• [Your assignment]
If a line in the entries below includes "ClockEvent", pick it out and copy it.

(Data supplied Opens)

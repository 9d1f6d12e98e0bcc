//! Tempo and channel clocking.
//!
//! Internal source: a timer thread produces base ticks at 24 PPQN and each
//! channel pulses every `ClockMod::ticks()` base ticks. Every channel counts
//! whole base ticks from the same reset, so divisions stay phase-locked no
//! matter how long the clock runs. A new modifier is adopted at the channel's
//! next pulse boundary, never in the middle of a pulse.
//!
//! External source: each rising edge on the clock input measures the input
//! period. When the derived tempo changes (or a modifier changed) every
//! channel's square wave is retuned, and `tick` toggles them cooperatively.
//!
//! [`Stutter`] reuses the same deadline polling for on-demand ratchet bursts.

mod stutter;
mod synced;
mod timer;

use std::sync::atomic::Ordering;
use std::sync::Arc;
use std::time::Duration;

use crossbeam_channel::{Receiver, Sender};

use rytm_types::{
    ClockFactor, ClockMod, ClockResolution, ClockSource, BASE_PPQN, CHANNEL_COUNT, MAX_TEMPO,
    MIN_TEMPO,
};

use crate::io::InputEdge;

pub use stutter::Stutter;
pub use synced::SyncedDivider;
pub use timer::{ClockEvent, ClockShared, InternalTimer};

const MICROS_PER_MINUTE: u64 = 60_000_000;

/// Per-channel edges produced by one clock step.
pub type ChannelEdges = [InputEdge; CHANNEL_COUNT];

const NO_EDGES: ChannelEdges = [InputEdge::Unchanged; CHANNEL_COUNT];

/// Base tick period for `tempo`, minus processing latency.
///
/// `None` when the result would not be a positive period.
pub fn internal_period_us(tempo: u8, latency_us: u32) -> Option<u32> {
    if tempo == 0 {
        return None;
    }
    let raw = MICROS_PER_MINUTE / (tempo as u64 * BASE_PPQN as u64);
    raw.checked_sub(latency_us as u64)
        .filter(|&p| p > 0)
        .map(|p| p as u32)
}

/// Half-period of a channel square wave for one quarter note of `beat_us`.
pub fn duty_us(beat_us: u64, modifier: ClockMod) -> u64 {
    match modifier.factor() {
        ClockFactor::Divide(n) => beat_us * n as u64 / 2,
        ClockFactor::Multiply(n) => beat_us / n as u64 / 2,
    }
}

pub struct ClockEngine {
    source: ClockSource,
    resolution: ClockResolution,
    tempo: u8,
    latency_us: u32,
    /// Selected modifiers, as persisted.
    mods: [ClockMod; CHANNEL_COUNT],
    /// Modifiers the internal clock is currently counting.
    active: [ClockMod; CHANNEL_COUNT],
    /// Base ticks into each channel's current pulse.
    phase: [u32; CHANNEL_COUNT],

    shared: Arc<ClockShared>,
    wake_tx: Sender<ClockEvent>,
    wake_rx: Receiver<ClockEvent>,
    timer: Option<InternalTimer>,
    timer_wanted: bool,
    /// Counter value already consumed by `take_internal_ticks`.
    seen_ticks: u32,
    /// Base ticks played since the last reset.
    position: u64,

    synced: [SyncedDivider; CHANNEL_COUNT],
    last_edge_us: Option<u64>,
    external_bpm: Option<u32>,
    /// Modifiers changed since the last retune.
    retune_pending: bool,
}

(Data supplied Closes)

• [Exercise answer]
pub use timer::{ClockEvent, ClockShared, InternalTimer};
    wake_tx: Sender<ClockEvent>,
    wake_rx: Receiver<ClockEvent>,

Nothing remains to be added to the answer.